What Should I Put on My Medical Billing and Coding Specialist Resume If I Don’t Have Any Experience?

If you lack the work experience necessary for an advanced medical billing and coding position, you may be better suited for an entry level position.

For these positions, focus your resume on your education, skills, licenses, and other qualifications. Include your degrees, pending or otherwise, and make note of projects you did as a part of your education. Holding degrees and certificates indicates your training and knowledge needed to do the job.

If your past work experience helped you develop skills that could transfer to medical billing and coding, be sure to mention this in your resume. This principle applies to volunteer work as well, which you should keep in its own category. Experiences, such as volunteering in a hospital, should be your main focus in a medical billing and coding specialist resume, but any volunteer work can help make up for minimal work experience.

What Is A Resume-Reading Robot?

What is ATS?

ATS, or applicant tracking systems, have become increasingly common in HR departments at larger employers. These systems, sometimes referred to as resume-reading robots, narrow the field of possible applicants in order to make the hiring process easier on the recruitment team. These tracking systems scan resumes looking for keywords chosen by hiring managers in order to find those that best match the job requirements. Once these systems create a smaller, curated selection of resumes, hiring managers review the options to determine which candidates will receive an interview.

Tips for Outsmarting an ATS

Simple Headers Stick to straightforward headings, such as “Skills” or “Education.” Complex headers can confuse an ATS and lead to rejection.

Clean Format Use a simple layout void of graphics, which an ATS may read as incomplete.
Keywords/Phrases Try to include keywords or phrases relevant to your field, such as clinical rotations, so that the ATS notices more terms relevant to the job.
Industry-Specific Jargon Like keywords, terms specific to your industry can help you pass the ATS scan by making your resume more relevant.

Resume Writing Tips for Medical Billing and Coding Professionals

Tailor your Resume Create a unique resume for each position and each employer, since they vary in desired job qualifications. Do not use a generic resume for every application.

Save your Resume under a Professional Name When sending an uploaded file, potential employers see the file name. Use a clear and professional document title, such as firstlast_speciality_resume.doc.
Make it Easy to Read Use simple fonts, a clean layout, and avoid changing the color of your text.
Include a Cover Letter Cover letters allow you to express yourself. Be sure to include a well-written cover letter, even if a posting does not ask for one specifically.
Keep it to One Page Resumes longer than one page may be ignored, especially for jobs that can expect a lot of applicants.
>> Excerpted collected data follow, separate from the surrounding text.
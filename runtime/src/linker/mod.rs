//! Host function registration via Wasmtime linker.
//!
//! Registers every `hostbridge` import with the Wasmtime `Linker`. Each
//! function:
//! 1. Resolves handle arguments through the instance's handle table
//! 2. Reads pointer/length arguments from linear memory (bounds-checked)
//! 3. Forwards to the host
//! 4. Hands results back as handles, scalars or `[ptr, len]` string slots
//!
//! Infallible bindings trap on a bridge fault. Fallible bindings return an
//! `i32` status instead: `0` on success, `ERR_THREW` with the exception
//! parked in the pending slot, or the fault's code. Their results go
//! through out-pointers, written only on success.

mod dom;
mod event;
mod gl;
mod object;

use wasmtime::{Caller, Linker, Memory};

use hostbridge_hostapi::{HostApi, HostError};
use hostbridge_primitives::types::{NUMBER_SLOT_SIZE, STRING_SLOT_SIZE};
use hostbridge_primitives::{decode_utf8, ErrorCode, ViewKind};

use crate::codec;
use crate::error::BridgeError;
use crate::host_impl::HostState;
use crate::memory;

/// Register all `hostbridge` functions with the linker.
pub fn register_host_functions<H: HostApi + 'static>(
    linker: &mut Linker<HostState<H>>,
) -> Result<(), BridgeError> {
    object::register(linker)?;
    dom::register(linker)?;
    event::register(linker)?;
    gl::register(linker)?;
    Ok(())
}

/// Collapse a fallible binding's outcome into its `i32` status.
pub(crate) fn status(result: Result<i32, HostError>) -> i32 {
    result.unwrap_or_else(|e| e.to_error_code())
}

pub(crate) const OK: i32 = ErrorCode::Ok as i32;

fn guest_memory<H: HostApi>(caller: &Caller<'_, HostState<H>>) -> Result<Memory, HostError> {
    Ok(caller.data().guest_exports()?.memory)
}

/// Revalidate the cached `kind` view before touching memory.
fn touch<H: HostApi>(caller: &mut Caller<'_, HostState<H>>, kind: ViewKind) -> Result<Memory, HostError> {
    let mem = guest_memory(caller)?;
    let identity = memory::identity_of(&mem, &*caller);
    caller.data_mut().observe_memory(kind, identity);
    Ok(mem)
}

pub(crate) fn read_bytes<H: HostApi>(
    caller: &mut Caller<'_, HostState<H>>,
    ptr: i32,
    len: i32,
) -> Result<Vec<u8>, HostError> {
    let mem = touch(caller, ViewKind::U8)?;
    memory::read_bytes(mem.data(&*caller), ptr, len)
}

/// Read and strictly decode a UTF-8 string.
pub(crate) fn read_string<H: HostApi>(
    caller: &mut Caller<'_, HostState<H>>,
    ptr: i32,
    len: i32,
) -> Result<String, HostError> {
    let bytes = read_bytes(caller, ptr, len)?;
    Ok(decode_utf8(&bytes)?)
}

pub(crate) fn read_f32s<H: HostApi>(
    caller: &mut Caller<'_, HostState<H>>,
    ptr: i32,
    count: i32,
) -> Result<Vec<f32>, HostError> {
    let mem = touch(caller, ViewKind::U8)?;
    memory::read_f32s(mem.data(&*caller), ptr, count)
}

/// Fail with `BadPointer` unless `[ptr, ptr+len)` is writable.
pub(crate) fn check_out<H: HostApi>(
    caller: &mut Caller<'_, HostState<H>>,
    ptr: i32,
    len: i32,
) -> Result<(), HostError> {
    let mem = guest_memory(caller)?;
    memory::validate_range(mem.data_size(&*caller), ptr, len)
}

pub(crate) fn write_i32<H: HostApi>(
    caller: &mut Caller<'_, HostState<H>>,
    ptr: i32,
    value: i32,
) -> Result<(), HostError> {
    let mem = touch(caller, ViewKind::I32)?;
    memory::write_i32(mem.data_mut(&mut *caller), ptr, value)
}

pub(crate) fn write_bytes<H: HostApi>(
    caller: &mut Caller<'_, HostState<H>>,
    ptr: i32,
    data: &[u8],
) -> Result<(), HostError> {
    let mem = touch(caller, ViewKind::U8)?;
    memory::write_bytes(mem.data_mut(&mut *caller), ptr, data)
}

/// Write `[is_some: i32][pad: i32][value: f64]` at `out`.
pub(crate) fn write_number_slot<H: HostApi>(
    caller: &mut Caller<'_, HostState<H>>,
    out: i32,
    value: Option<f64>,
) -> Result<(), HostError> {
    check_out(caller, out, NUMBER_SLOT_SIZE)?;
    let mem = touch(caller, ViewKind::F64)?;
    let data = mem.data_mut(&mut *caller);
    memory::write_i32(data, out, value.is_some() as i32)?;
    memory::write_i32(data, out + 4, 0)?;
    memory::write_f64(data, out + 8, value.unwrap_or(0.0))
}

/// Encode `text` into a guest allocation and write `[ptr, len]` at `out`.
/// An absent string writes `[0, 0]`.
///
/// Runs the guest's allocator, so memory may grow in the middle.
pub(crate) fn write_string_slot<H: HostApi>(
    caller: &mut Caller<'_, HostState<H>>,
    out: i32,
    text: Option<&str>,
) -> Result<(), BridgeError> {
    check_out(caller, out, STRING_SLOT_SIZE)?;
    let (ptr, len) = match text {
        Some(text) => {
            let exports = caller.data().guest_exports()?.clone();
            codec::pass_string(&mut *caller, &exports, text)?
        }
        None => (0, 0),
    };
    write_i32(caller, out, ptr as i32)?;
    write_i32(caller, out + 4, len as i32)?;
    Ok(())
}
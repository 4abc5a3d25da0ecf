//! Calling guest closures from the host.
//!
//! An invocation holds a reference on the closure for its whole duration.
//! Cleanup runs whether or not the guest trapped: the argument handle is
//! released and, if the guest dropped the closure while it was running, its
//! destructor is called through `bridge_drop_closure`.

use tracing::{debug, trace};
use wasmtime::Store;

use hostbridge_hostapi::{HostApi, HostValue};
use hostbridge_primitives::types::EXPORT_INVOKE_CLOSURE;
use hostbridge_primitives::{ClosureId, Destroy};

use crate::error::BridgeError;
use crate::host_impl::HostState;
use crate::runtime::{handle_trap, refuel};

/// Call closure `id` with `arg`.
///
/// The argument is borrowed for the call: its handle is released when the
/// guest returns, so a guest that wants to keep it must `object_clone_ref`.
pub fn invoke_closure<H: HostApi>(
    store: &mut Store<HostState<H>>,
    id: ClosureId,
    arg: HostValue,
) -> Result<(), BridgeError> {
    let exports = store.data().guest_exports()?.clone();
    let invoke = exports
        .invoke_closure
        .ok_or(BridgeError::MissingExport(EXPORT_INVOKE_CLOSURE))?;

    let state = store.data_mut();
    let invocation = state.closures.begin_invoke(id)?;
    let arg = state.alloc(arg);
    trace!(closure = id.as_raw(), arg, "invoking closure");

    let result = refuel(store).and_then(|()| {
        handle_trap(invoke.call(
            &mut *store,
            (invocation.data as i32, invocation.vtable as i32, arg),
        ))
    });

    // Cleanup runs even when the call failed.
    let state = store.data_mut();
    if let Err(e) = state.drop_ref(arg) {
        debug!(arg, error = %e, "closure argument already released");
    }
    let destroy = state.closures.end_invoke(invocation)?;
    if let Some(destroy) = destroy {
        let destroyed = run_destructor(store, id, destroy);
        result?;
        return destroyed;
    }
    result
}

fn run_destructor<H: HostApi>(
    store: &mut Store<HostState<H>>,
    id: ClosureId,
    destroy: Destroy,
) -> Result<(), BridgeError> {
    let Some(drop_closure) = store.data().guest_exports()?.drop_closure.clone() else {
        debug!(closure = id.as_raw(), "no bridge_drop_closure export, leaking closure state");
        return Ok(());
    };
    debug!(closure = id.as_raw(), dtor = destroy.dtor, "destroying closure");
    refuel(store)?;
    handle_trap(drop_closure.call(
        &mut *store,
        (destroy.dtor as i32, destroy.data as i32, destroy.vtable as i32),
    ))
}
//! Safe WASM linear memory read/write helpers with bounds checking.
//!
//! All functions validate pointer and length arguments against the guest's
//! linear memory size before accessing. Out-of-bounds access returns
//! `ERR_BAD_POINTER`.

use wasmtime::{AsContext, Memory};

use hostbridge_hostapi::HostError;
use hostbridge_primitives::BufferIdentity;

/// Read `len` bytes from guest memory at `ptr`.
///
/// Returns `Err(BadPointer)` if the range `[ptr, ptr+len)` is out of bounds.
pub fn read_bytes(mem: &[u8], ptr: i32, len: i32) -> Result<Vec<u8>, HostError> {
    validate_range(mem.len(), ptr, len)?;
    let start = ptr as usize;
    Ok(mem[start..start + len as usize].to_vec())
}

/// Write `data` bytes to guest memory at `ptr`.
///
/// Returns `Err(BadPointer)` if the range `[ptr, ptr+data.len())` is out of bounds.
pub fn write_bytes(mem: &mut [u8], ptr: i32, data: &[u8]) -> Result<(), HostError> {
    let len = i32::try_from(data.len()).map_err(|_| HostError::bad_pointer())?;
    validate_range(mem.len(), ptr, len)?;
    let start = ptr as usize;
    mem[start..start + data.len()].copy_from_slice(data);
    Ok(())
}

/// Read an i32 value (little-endian) from guest memory at `ptr`.
pub fn read_i32(mem: &[u8], ptr: i32) -> Result<i32, HostError> {
    let bytes = read_bytes(mem, ptr, 4)?;
    Ok(i32::from_le_bytes([bytes[0], bytes[1], bytes[2], bytes[3]]))
}

/// Write an i32 value (little-endian) to guest memory at `ptr`.
pub fn write_i32(mem: &mut [u8], ptr: i32, value: i32) -> Result<(), HostError> {
    write_bytes(mem, ptr, &value.to_le_bytes())
}

/// Read an f64 value (little-endian) from guest memory at `ptr`.
pub fn read_f64(mem: &[u8], ptr: i32) -> Result<f64, HostError> {
    let bytes = read_bytes(mem, ptr, 8)?;
    let mut raw = [0u8; 8];
    raw.copy_from_slice(&bytes);
    Ok(f64::from_le_bytes(raw))
}

/// Write an f64 value (little-endian) to guest memory at `ptr`.
pub fn write_f64(mem: &mut [u8], ptr: i32, value: f64) -> Result<(), HostError> {
    write_bytes(mem, ptr, &value.to_le_bytes())
}

/// Read `count` consecutive f32 values starting at `ptr`.
pub fn read_f32s(mem: &[u8], ptr: i32, count: i32) -> Result<Vec<f32>, HostError> {
    let len = count.checked_mul(4).ok_or_else(HostError::bad_pointer)?;
    let bytes = read_bytes(mem, ptr, len)?;
    Ok(bytes
        .chunks_exact(4)
        .map(|c| f32::from_le_bytes([c[0], c[1], c[2], c[3]]))
        .collect())
}

/// Validate that a pointer range `[ptr, ptr+len)` is within memory bounds.
pub fn validate_range(mem_size: usize, ptr: i32, len: i32) -> Result<(), HostError> {
    if ptr < 0 || len < 0 {
        return Err(HostError::bad_pointer());
    }
    let end = (ptr as usize)
        .checked_add(len as usize)
        .ok_or_else(HostError::bad_pointer)?;
    if end > mem_size {
        return Err(HostError::bad_pointer());
    }
    Ok(())
}

/// Identity of the buffer currently backing `memory`.
pub fn identity_of(memory: &Memory, store: impl AsContext) -> BufferIdentity {
    let store = store.as_context();
    BufferIdentity {
        base: memory.data_ptr(&store) as usize,
        len: memory.data_size(&store),
    }
}

#[cfg(test)]
mod tests {
    use super::*;

    #[test]
    fn test_read_bytes_basic() {
        let mem = vec![10, 20, 30, 40, 50];
        let result = read_bytes(&mem, 1, 3).unwrap();
        assert_eq!(result, vec![20, 30, 40]);
    }

    #[test]
    fn test_read_bytes_out_of_bounds() {
        let mem = vec![10, 20, 30];
        assert!(read_bytes(&mem, 1, 3).is_err());
        assert!(read_bytes(&mem, -1, 1).is_err());
        assert!(read_bytes(&mem, 0, -1).is_err());
    }

    #[test]
    fn test_write_bytes_out_of_bounds() {
        let mut mem = vec![0; 4];
        assert_eq!(
            write_bytes(&mut mem, 2, &[1, 2, 3]).unwrap_err(),
            HostError::bad_pointer()
        );
        assert_eq!(mem, vec![0; 4]);
    }

    #[test]
    fn test_read_write_i32() {
        let mut mem = vec![0; 16];
        write_i32(&mut mem, 4, 0x12345678).unwrap();
        assert_eq!(read_i32(&mem, 4).unwrap(), 0x12345678);
        assert_eq!(mem[4], 0x78);
    }

    #[test]
    fn test_read_write_f64() {
        let mut mem = vec![0; 16];
        write_f64(&mut mem, 8, -2.5).unwrap();
        assert_eq!(read_f64(&mem, 8).unwrap(), -2.5);
        assert!(write_f64(&mut mem, 9, 1.0).is_err());
    }

    #[test]
    fn test_read_f32s() {
        let mut mem = vec![0; 12];
        mem[0..4].copy_from_slice(&1.0f32.to_le_bytes());
        mem[4..8].copy_from_slice(&0.5f32.to_le_bytes());
        assert_eq!(read_f32s(&mem, 0, 2).unwrap(), vec![1.0, 0.5]);
        assert!(read_f32s(&mem, 0, 4).is_err());
        assert!(read_f32s(&mem, 0, i32::MAX).is_err());
    }

    #[test]
    fn test_validate_range() {
        assert!(validate_range(100, 0, 100).is_ok());
        assert!(validate_range(100, 0, 101).is_err());
        assert!(validate_range(100, -1, 1).is_err());
        assert!(validate_range(100, 50, -1).is_err());
    }
}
Common Mistakes Medical Billing and Coding Professionals Make on Their Resumes

  • Typos: Proofread your resume to eliminate any typos, spelling, or grammatical errors. These mistakes can cause confusion and are unprofessional.
  • Including Personal Information: When including contact information, only list your email address and phone number. Never include your home address or social security number.
  • Including Salary Information: Unless prompted by the job posting, leave out past income or your expected salary for the new position. This information may be addressed during the interview.
  • Using Nicknames: Avoid nicknames for yourself, past employers, colleagues, or hiring professionals.
  • Using an Unprofessional Email Address: If your email address reads unprofessionally, set up a second email specifically for your job search. A professional email usually includes your name to provide clarity for employers receiving your application.
  • First Person Pronouns: When referring to yourself within a resume, use the correct first person pronoun, but avoid referring to yourself in the resume if possible.
  • Unprofessional Voicemail: Make sure your outgoing voicemail message states your name and addresses the caller in a professional manner. Humor can take away from the serious nature of your job inquiry.